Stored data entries
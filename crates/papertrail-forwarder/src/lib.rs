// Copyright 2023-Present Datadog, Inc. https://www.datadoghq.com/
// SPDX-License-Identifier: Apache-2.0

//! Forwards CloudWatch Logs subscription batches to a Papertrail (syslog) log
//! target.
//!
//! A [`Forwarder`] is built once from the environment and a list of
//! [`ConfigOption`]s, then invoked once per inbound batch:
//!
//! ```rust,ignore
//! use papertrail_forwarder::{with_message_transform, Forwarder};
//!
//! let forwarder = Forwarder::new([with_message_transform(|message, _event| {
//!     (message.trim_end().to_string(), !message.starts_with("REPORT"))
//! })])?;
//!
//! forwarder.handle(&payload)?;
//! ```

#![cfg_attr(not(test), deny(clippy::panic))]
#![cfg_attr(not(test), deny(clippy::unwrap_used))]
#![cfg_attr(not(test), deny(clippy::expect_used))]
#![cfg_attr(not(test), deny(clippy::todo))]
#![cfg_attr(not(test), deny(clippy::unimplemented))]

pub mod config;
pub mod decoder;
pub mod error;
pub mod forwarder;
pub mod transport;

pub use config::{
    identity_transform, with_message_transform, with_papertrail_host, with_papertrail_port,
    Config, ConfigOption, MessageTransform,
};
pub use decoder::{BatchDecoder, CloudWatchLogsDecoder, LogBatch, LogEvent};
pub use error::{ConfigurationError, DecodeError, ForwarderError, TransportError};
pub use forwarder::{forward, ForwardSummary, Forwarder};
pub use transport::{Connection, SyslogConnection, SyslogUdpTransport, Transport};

WHAT IS NEEDED:
Each line containing the word "ConfigOption" needs to be copied from the data above.

YOUR RESPONSE:
//! [`ConfigOption`]s, then invoked once per inbound batch:
    Config, ConfigOption, MessageTransform,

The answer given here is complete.